Aussitôt dit, aussitôt fait : une demande de subvention est effectuée auprès de l’Agro Lab Petite Nation, qui est octroyée. Brièvement, cet organisme vise à résoudre ou améliorer les questions en lien avec l’accès à l’alimentation locale, la mutualisation des ressources et des services, une économie circulaire et l’agroenvironnement.
Dès lors, plusieurs acteur.rice.s sont impliqué.e.s dans ce système de monnaie locale de la MRC de Papineau. Les gens de la région échangent leurs dollars canadiens en petite-monnaie, ce qui leur confère une bonification de 5 % du montant converti. De leur côté, les 140 commerçant.e.s participant.e.s ont pour rôle de communiquer qu’iels acceptent cette devise. La Coopérative Place du Marché, quant à elle, se charge de prendre les dépôts.
Ainsi, les consommateur.rice.s peuvent utiliser leur Petite-monnaie au sein des entreprises participantes et celles-ci peuvent payer d’autres commerçant.e.s pour écouler leur petite-monnaie. On distingue les commerces de milieu de ligne et ceux de fin de ligne. Les premiers peuvent facilement recourir à la devise locale dans le cadre de leurs activités, comme les restaurants et les épiceries. Les seconds ont quant à eux moins de possibilités de réussir à utiliser la petite-monnaie et de payer leurs fournisseur.euse.s de cette façon. Chaque année, les entreprises de milieu de ligne peuvent alors reconvertir sans aucuns frais jusqu’à 6 000 Petite-monnaies en dollars canadiens et les commerces de fin de ligne, jusqu’à 24 000 Petite-monnaies.

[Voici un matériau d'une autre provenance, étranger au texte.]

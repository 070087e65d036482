//! Spark Frame Codec
//!
//! JSON encoding of the outbound [`ChatRequest`] and decoding of inbound
//! [`ChatFrame`]s. Every WebSocket text message carries exactly one frame
//! object; anything else is reported as malformed rather than skipped.

use crate::domain::conversation::{ChatFrame, ChatRequest};

/// Longest message prefix quoted in error messages.
const PREVIEW_LEN: usize = 80;

/// Codec errors.
#[derive(Debug, thiserror::Error)]
pub enum CodecError {
    /// JSON encoding/decoding failed.
    #[error("JSON codec error: {source} (message: {preview})")]
    Json {
        /// Underlying parser error.
        #[source]
        source: serde_json::Error,
        /// Leading part of the offending message.
        preview: String,
    },

    /// Message was not a JSON object.
    #[error("invalid message format: expected JSON object, got: {0}")]
    InvalidFormat(String),

    /// Request could not be serialized.
    #[error("failed to encode request: {0}")]
    Encode(#[source] serde_json::Error),
}

/// JSON codec for the Spark chat stream.
#[derive(Debug, Default, Clone)]
pub struct FrameCodec;

impl FrameCodec {
    /// Create a new codec.
    #[must_use]
    pub const fn new() -> Self {
        Self
    }

    /// Decode a text message into a frame.
    ///
    /// # Errors
    ///
    /// Returns an error if the message is not a JSON object or does not
    /// match the frame schema.
    pub fn decode(&self, text: &str) -> Result<ChatFrame, CodecError> {
        let trimmed = text.trim();

        if !trimmed.starts_with('{') {
            return Err(CodecError::InvalidFormat(preview(trimmed)));
        }

        serde_json::from_str(trimmed).map_err(|source| CodecError::Json {
            source,
            preview: preview(trimmed),
        })
    }

    /// Encode a request to its JSON wire form.
    ///
    /// # Errors
    ///
    /// Returns an error if JSON serialization fails.
    pub fn encode(&self, request: &ChatRequest) -> Result<String, CodecError> {
        serde_json::to_string(request).map_err(CodecError::Encode)
    }
}

fn preview(text: &str) -> String {
    match text.char_indices().nth(PREVIEW_LEN) {
        Some((idx, _)) => format!("{}...", &text[..idx]),
        None => text.to_string(),
    }
}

En outre, l’achat de la devise locale peut se faire au sein de bureaux de change. Ces derniers, au nombre de 12 dans huit villages différents à ce jour, se trouvent dans des commerces de proximité, tels que les boulangeries et les épiceries, et vendent des enveloppes bonifiées. De plus, il est possible de se procurer virtuellement la Petite-monnaie depuis le 16 novembre dernier via une application numérique dédiée.
Soutien et obstacles
Le mois de décembre 2023 a marqué la fin des médias locaux, soit six mois avant le lancement de la devise locale, affectant sa promotion en dehors des réseaux sociaux. Comme le souligne Vincent Ouellette-Destroismaisons, le média en tant que lien social aurait aidé à propager l’arrivée de la Petite-monnaie. Toutefois, le projet se déploie progressivement, un village à la fois.

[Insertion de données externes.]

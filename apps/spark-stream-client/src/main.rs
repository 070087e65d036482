//! Spark Chat Binary
//!
//! Asks one question and prints the streamed answer.
//!
//! # Usage
//!
//! ```bash
//! cargo run --bin spark-chat -- "What is a monad?"
//! ```
//!
//! # Environment Variables
//!
//! ## Required
//! - `SPARK_APP_ID`: Application id
//! - `SPARK_API_KEY`: API key
//! - `SPARK_API_SECRET`: API secret used for signing
//!
//! ## Optional
//! - `SPARK_ENDPOINT`: Chat endpoint (default: <ws://spark-api.xf-yun.com/v1.1/chat>)
//! - `SPARK_ORIGIN`: Handshake origin (default: <http://spark-api.xf-yun.com>)
//! - `SPARK_USER_ID`: User id sent with the request (default: cli)
//! - `SPARK_STREAM_DEADLINE_SECS`: Overall receive deadline, 0 disables (default: 60)
//! - `SPARK_MAX_FRAMES`: Frame ceiling, 0 disables (default: 4096)
//! - `LOG_FORMAT`: `json` for structured logs
//! - `RUST_LOG`: Log level (default: info)

use std::sync::Arc;

use anyhow::{Context, bail};
use spark_stream_client::infrastructure::telemetry;
use spark_stream_client::{ChatClient, ClientConfig};
use tokio::signal;
use tokio_util::sync::CancellationToken;

/// User id when `SPARK_USER_ID` is unset.
const DEFAULT_USER_ID: &str = "cli";

#[tokio::main]
async fn main() -> anyhow::Result<()> {
    if rustls::crypto::ring::default_provider()
        .install_default()
        .is_err()
    {
        bail!("Failed to install rustls crypto provider");
    }

    load_dotenv();

    telemetry::init();

    let message = std::env::args().skip(1).collect::<Vec<_>>().join(" ");
    if message.trim().is_empty() {
        bail!("usage: spark-chat <message>");
    }
    let user_id = std::env::var("SPARK_USER_ID")
        .ok()
        .filter(|v| !v.is_empty())
        .unwrap_or_else(|| DEFAULT_USER_ID.to_string());

    let config = ClientConfig::from_env().context("invalid configuration")?;
    log_config(&config);

    let cancel = CancellationToken::new();
    let client = ChatClient::new(Arc::new(config)).with_cancellation(cancel.clone());

    tokio::spawn(async move {
        if signal::ctrl_c().await.is_ok() {
            tracing::info!("Received Ctrl+C, cancelling");
            cancel.cancel();
        }
    });

    match client.ask(&user_id, &message).await {
        Ok(answer) => {
            println!("{}", answer.text);
            if let Some(usage) = answer.usage {
                tracing::info!(
                    total_tokens = usage.total_tokens,
                    frames = answer.frames,
                    "Answer complete"
                );
            }
            Ok(())
        }
        Err(failure) => {
            if !failure.partial_text().is_empty() {
                eprintln!("{}", failure.partial_text());
            }
            Err(anyhow::Error::new(failure.error)
                .context(format!("chat failed after {} frames", failure.partial.frames)))
        }
    }
}

/// Load .env file from current directory or any ancestor directory.
fn load_dotenv() {
    if dotenvy::dotenv().is_ok() {
        return;
    }

    if let Ok(cwd) = std::env::current_dir() {
        let mut dir = cwd.as_path();
        while let Some(parent) = dir.parent() {
            let env_path = parent.join(".env");
            if env_path.exists() {
                let _ = dotenvy::from_path(&env_path);
                return;
            }
            dir = parent;
        }
    }
}

/// Log the parsed configuration.
fn log_config(config: &ClientConfig) {
    tracing::info!(
        endpoint = %config.endpoint,
        domain = %config.chat.domain,
        max_tokens = config.chat.max_tokens,
        "Configuration loaded"
    );
    tracing::debug!(
        origin = %config.origin,
        deadline = ?config.stream.deadline,
        max_frames = ?config.stream.max_frames,
        clock_offset_secs = config.clock_offset.num_seconds(),
        "Stream settings"
    );
}
//! Spark Chat Message Types
//!
//! Wire format types for the single outbound request and the inbound
//! response frames of a Spark chat session.
//!
//! # Outbound Request
//!
//! ```json
//! {"header": {"app_id": "...", "uid": "..."},
//!  "parameter": {"chat": {"domain": "general", "random_threshold": 0.5,
//!                         "max_tokens": 512, "auditing": "default"}},
//!  "payload": {"message": {"text": [{"role": "user", "content": "..."}]}}}
//! ```
//!
//! # Inbound Frame
//!
//! ```json
//! {"header": {"code": 0, "message": "Success", "sid": "cht000...", "status": 1},
//!  "payload": {"choices": {"status": 1, "seq": 0,
//!                          "text": [{"content": "Hel", "role": "assistant", "index": 0}]},
//!              "usage": {"text": {"question_tokens": 4, "prompt_tokens": 5,
//!                                 "completion_tokens": 9, "total_tokens": 14}}}}
//! ```
//!
//! Error frames (`code != 0`) usually omit `payload` entirely.

use serde::{Deserialize, Serialize};

// =============================================================================
// Shared Types
// =============================================================================

/// Author of a chat text entry.
#[derive(Debug, Clone, Copy, PartialEq, Eq, Default, Serialize, Deserialize)]
#[serde(rename_all = "lowercase")]
pub enum Role {
    /// End user asking the question.
    #[default]
    User,
    /// The model answering.
    Assistant,
    /// System instructions.
    System,
    /// Any role this client does not know about.
    #[serde(other)]
    Unknown,
}

/// Position of a frame within a session.
///
/// Encoded on the wire as `0`, `1` or `2`.
#[derive(Debug, Clone, Copy, PartialEq, Eq, Default, Serialize, Deserialize)]
#[serde(try_from = "u8", into = "u8")]
pub enum SessionStatus {
    /// First result of the session.
    #[default]
    First,
    /// Intermediate result.
    Middle,
    /// Final result; no more frames follow.
    Last,
}

impl SessionStatus {
    /// Check if this status marks the final frame.
    #[must_use]
    pub const fn is_last(&self) -> bool {
        matches!(self, Self::Last)
    }
}

impl TryFrom<u8> for SessionStatus {
    type Error = String;

    fn try_from(value: u8) -> Result<Self, Self::Error> {
        match value {
            0 => Ok(Self::First),
            1 => Ok(Self::Middle),
            2 => Ok(Self::Last),
            other => Err(format!("invalid session status: {other}")),
        }
    }
}

impl From<SessionStatus> for u8 {
    fn from(status: SessionStatus) -> Self {
        match status {
            SessionStatus::First => 0,
            SessionStatus::Middle => 1,
            SessionStatus::Last => 2,
        }
    }
}

// =============================================================================
// Outbound Request
// =============================================================================

/// Chat generation parameters sent with every request.
#[derive(Debug, Clone, PartialEq, Serialize, Deserialize)]
pub struct ChatParameters {
    /// Model domain, e.g. `general`.
    pub domain: String,
    /// Sampling threshold in `(0, 1]`.
    pub random_threshold: f64,
    /// Maximum answer length in tokens.
    pub max_tokens: u32,
    /// Content auditing strategy.
    pub auditing: String,
}

impl Default for ChatParameters {
    fn default() -> Self {
        Self {
            domain: "general".to_string(),
            random_threshold: 0.5,
            max_tokens: 512,
            auditing: "default".to_string(),
        }
    }
}

/// Request header identifying the application and the end user.
#[derive(Debug, Clone, PartialEq, Eq, Serialize, Deserialize)]
pub struct RequestHeader {
    /// Application id issued by the service.
    pub app_id: String,
    /// Caller-chosen user id.
    pub uid: String,
}

/// Wrapper for the `parameter` object.
#[derive(Debug, Clone, PartialEq, Serialize, Deserialize)]
pub struct RequestParameter {
    /// Chat parameters.
    pub chat: ChatParameters,
}

/// One entry of the conversation text.
#[derive(Debug, Clone, PartialEq, Eq, Serialize, Deserialize)]
pub struct ChatMessage {
    /// Author of the entry.
    pub role: Role,
    /// Entry text.
    pub content: String,
}

/// Conversation text carried by the request.
#[derive(Debug, Clone, PartialEq, Eq, Serialize, Deserialize)]
pub struct RequestMessage {
    /// Entries in conversation order.
    pub text: Vec<ChatMessage>,
}

/// Wrapper for the `payload` object.
#[derive(Debug, Clone, PartialEq, Eq, Serialize, Deserialize)]
pub struct RequestPayload {
    /// Conversation text.
    pub message: RequestMessage,
}

/// Complete outbound request, sent once right after the connection opens.
#[derive(Debug, Clone, PartialEq, Serialize, Deserialize)]
pub struct ChatRequest {
    /// Application and user identity.
    pub header: RequestHeader,
    /// Generation parameters.
    pub parameter: RequestParameter,
    /// Conversation text.
    pub payload: RequestPayload,
}

impl ChatRequest {
    /// Build a single-turn request for `uid` asking `content`.
    #[must_use]
    pub fn new(
        app_id: impl Into<String>,
        uid: impl Into<String>,
        content: impl Into<String>,
        chat: ChatParameters,
    ) -> Self {
        Self {
            header: RequestHeader {
                app_id: app_id.into(),
                uid: uid.into(),
            },
            parameter: RequestParameter { chat },
            payload: RequestPayload {
                message: RequestMessage {
                    text: vec![ChatMessage {
                        role: Role::User,
                        content: content.into(),
                    }],
                },
            },
        }
    }

    /// User id this request was issued for.
    #[must_use]
    pub fn uid(&self) -> &str {
        &self.header.uid
    }

    /// Content of the last user entry, if any.
    #[must_use]
    pub fn question(&self) -> Option<&str> {
        self.payload
            .message
            .text
            .iter()
            .rev()
            .find(|m| m.role == Role::User)
            .map(|m| m.content.as_str())
    }
}

// =============================================================================
// Inbound Frame
// =============================================================================

/// Frame header with the service status.
#[derive(Debug, Clone, PartialEq, Eq, Default, Serialize, Deserialize)]
pub struct FrameHeader {
    /// `0` on success, service error code otherwise.
    pub code: i32,
    /// Human readable status.
    #[serde(default)]
    pub message: String,
    /// Session id assigned by the service.
    #[serde(default, alias = "SID")]
    pub sid: String,
    /// Position of this frame in the session.
    #[serde(default)]
    pub status: SessionStatus,
}

/// One piece of answer text.
#[derive(Debug, Clone, PartialEq, Eq, Default, Serialize, Deserialize)]
pub struct TextPiece {
    /// Answer fragment.
    #[serde(default)]
    pub content: String,
    /// Author, always `assistant` in practice.
    #[serde(default)]
    pub role: Role,
    /// Result index; reserved by the service.
    #[serde(default)]
    pub index: u32,
}

/// Answer fragments carried by a frame.
#[derive(Debug, Clone, PartialEq, Eq, Default, Serialize, Deserialize)]
pub struct Choices {
    /// Text status, mirrors the header status.
    #[serde(default)]
    pub status: SessionStatus,
    /// Sequence number of this frame.
    #[serde(default)]
    pub seq: u64,
    /// Answer fragments; only the first one is used.
    #[serde(default)]
    pub text: Vec<TextPiece>,
}

/// Token counts reported by the service.
#[derive(Debug, Clone, Copy, PartialEq, Eq, Default, Serialize, Deserialize)]
pub struct TokenUsage {
    /// Reserved by the service.
    #[serde(default)]
    pub question_tokens: u32,
    /// Tokens of the prompt, history included.
    #[serde(default)]
    pub prompt_tokens: u32,
    /// Tokens of the answer.
    #[serde(default)]
    pub completion_tokens: u32,
    /// Sum of prompt and completion tokens.
    #[serde(default)]
    pub total_tokens: u32,
}

/// Wrapper for the `usage` object.
#[derive(Debug, Clone, Copy, PartialEq, Eq, Default, Serialize, Deserialize)]
pub struct Usage {
    /// Text token counts.
    #[serde(default)]
    pub text: TokenUsage,
}

/// Frame payload.
#[derive(Debug, Clone, PartialEq, Eq, Default, Serialize, Deserialize)]
pub struct FramePayload {
    /// Answer fragments.
    #[serde(default)]
    pub choices: Choices,
    /// Usage totals, present on the final frame.
    #[serde(default, skip_serializing_if = "Option::is_none")]
    pub usage: Option<Usage>,
}

/// One inbound frame of the response stream.
#[derive(Debug, Clone, PartialEq, Eq, Default, Serialize, Deserialize)]
pub struct ChatFrame {
    /// Status header.
    pub header: FrameHeader,
    /// Answer payload; absent on error frames.
    #[serde(default, skip_serializing_if = "Option::is_none")]
    pub payload: Option<FramePayload>,
}

impl ChatFrame {
    /// Check if the service reported success for this frame.
    #[must_use]
    pub const fn is_success(&self) -> bool {
        self.header.code == 0
    }

    /// First text fragment, if the frame carries any.
    #[must_use]
    pub fn first_content(&self) -> Option<&str> {
        self.payload
            .as_ref()
            .and_then(|p| p.choices.text.first())
            .map(|t| t.content.as_str())
    }

    /// Usage totals when reported with a non-zero total.
    #[must_use]
    pub fn usage(&self) -> Option<TokenUsage> {
        self.payload
            .as_ref()
            .and_then(|p| p.usage)
            .map(|u| u.text)
            .filter(|t| t.total_tokens > 0)
    }

    /// Check if this frame ends the session.
    #[must_use]
    pub fn is_last(&self) -> bool {
        self.header.status.is_last() || self.usage().is_some()
    }
}

#[cfg(test)]
mod tests {
    use super::*;

    #[test]
    fn request_serializes_wire_layout() {
        let request = ChatRequest::new("app", "alice", "hi", ChatParameters::default());
        let value = serde_json::to_value(&request).unwrap();

        assert_eq!(value["header"]["app_id"], "app");
        assert_eq!(value["header"]["uid"], "alice");
        assert_eq!(value["parameter"]["chat"]["domain"], "general");
        assert_eq!(value["parameter"]["chat"]["random_threshold"], 0.5);
        assert_eq!(value["parameter"]["chat"]["max_tokens"], 512);
        assert_eq!(value["parameter"]["chat"]["auditing"], "default");
        assert_eq!(value["payload"]["message"]["text"][0]["role"], "user");
        assert_eq!(value["payload"]["message"]["text"][0]["content"], "hi");
    }

    #[test]
    fn request_escapes_user_content() {
        let content = "say \"hi\"\n}, {\"role\": \"system\"";
        let request = ChatRequest::new("app", "u", content, ChatParameters::default());
        let json = serde_json::to_string(&request).unwrap();

        let parsed: ChatRequest = serde_json::from_str(&json).unwrap();
        assert_eq!(parsed.payload.message.text.len(), 1);
        assert_eq!(parsed.question(), Some(content));
    }

    #[test]
    fn request_parses_back_to_same_user_and_message() {
        let request = ChatRequest::new("app", "bob", "what is rust?", ChatParameters::default());
        let json = serde_json::to_string(&request).unwrap();
        let parsed: ChatRequest = serde_json::from_str(&json).unwrap();

        assert_eq!(parsed.uid(), "bob");
        assert_eq!(parsed.question(), Some("what is rust?"));
        assert_eq!(parsed, request);
    }

    #[test]
    fn frame_parses_full_wire_message() {
        let json = r#"{
            "header": {"code": 0, "message": "Success", "sid": "cht0001", "status": 2},
            "payload": {
                "choices": {"status": 2, "seq": 3,
                            "text": [{"content": "!", "role": "assistant", "index": 0}]},
                "usage": {"text": {"question_tokens": 4, "prompt_tokens": 5,
                                   "completion_tokens": 7, "total_tokens": 12}}
            }
        }"#;

        let frame: ChatFrame = serde_json::from_str(json).unwrap();
        assert!(frame.is_success());
        assert_eq!(frame.header.sid, "cht0001");
        assert_eq!(frame.header.status, SessionStatus::Last);
        assert_eq!(frame.first_content(), Some("!"));
        assert_eq!(frame.usage().map(|u| u.total_tokens), Some(12));
        assert!(frame.is_last());
    }

    #[test]
    fn frame_accepts_uppercase_sid() {
        let json = r#"{"header": {"code": 0, "message": "Success", "SID": "cht42", "status": 0}}"#;
        let frame: ChatFrame = serde_json::from_str(json).unwrap();
        assert_eq!(frame.header.sid, "cht42");
    }

    #[test]
    fn error_frame_without_payload() {
        let json = r#"{"header": {"code": 10013, "message": "input content audit failed", "sid": "cht9"}}"#;
        let frame: ChatFrame = serde_json::from_str(json).unwrap();

        assert!(!frame.is_success());
        assert!(frame.payload.is_none());
        assert_eq!(frame.first_content(), None);
        assert!(!frame.is_last());
    }

    #[test]
    fn zero_usage_is_not_last() {
        let json = r#"{"header": {"code": 0, "status": 1},
                       "payload": {"choices": {"text": [{"content": "lo"}]},
                                   "usage": {"text": {"total_tokens": 0}}}}"#;
        let frame: ChatFrame = serde_json::from_str(json).unwrap();
        assert!(frame.usage().is_none());
        assert!(!frame.is_last());
    }

    #[test]
    fn invalid_session_status_rejected() {
        let json = r#"{"header": {"code": 0, "status": 7}}"#;
        assert!(serde_json::from_str::<ChatFrame>(json).is_err());
    }

    #[test]
    fn unknown_role_tolerated() {
        let json = r#"{"header": {"code": 0},
                       "payload": {"choices": {"text": [{"content": "x", "role": "tool"}]}}}"#;
        let frame: ChatFrame = serde_json::from_str(json).unwrap();
        let piece = &frame.payload.unwrap().choices.text[0];
        assert_eq!(piece.role, Role::Unknown);
    }
}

Il reçoit l’appui de la MRC de Papineau à travers le Fonds Agro Lab en Actions, ainsi que la Caisse Desjardins de la Petite Nation. De plus, les lignes directrices de la chouenne, monnaie charlevoisienne, sont suivies. Un concours d’illustration est entre autres organisé : les visuels des différents billets sont créés par des artistes locaux.ales, qui font honneur aux espèces animales vulnérables présentes sur le territoire, telles que la paruline azurée ou le hibou des marais.
Enfin, le chargé de projet ajoute que le responsable de l’application de la Petite-monnaie, par ailleurs chargé de la gestion virtuelle de 38 monnaies locales francophones dans le monde, a apporté un soutien important au niveau du développement.
Afin de guider de nouveaux projets de monnaies locales à voir le jour et se mobiliser, Vincent Ouellette-Destroismaisons aimerait fonder un regroupement des monnaies locales. À suivre…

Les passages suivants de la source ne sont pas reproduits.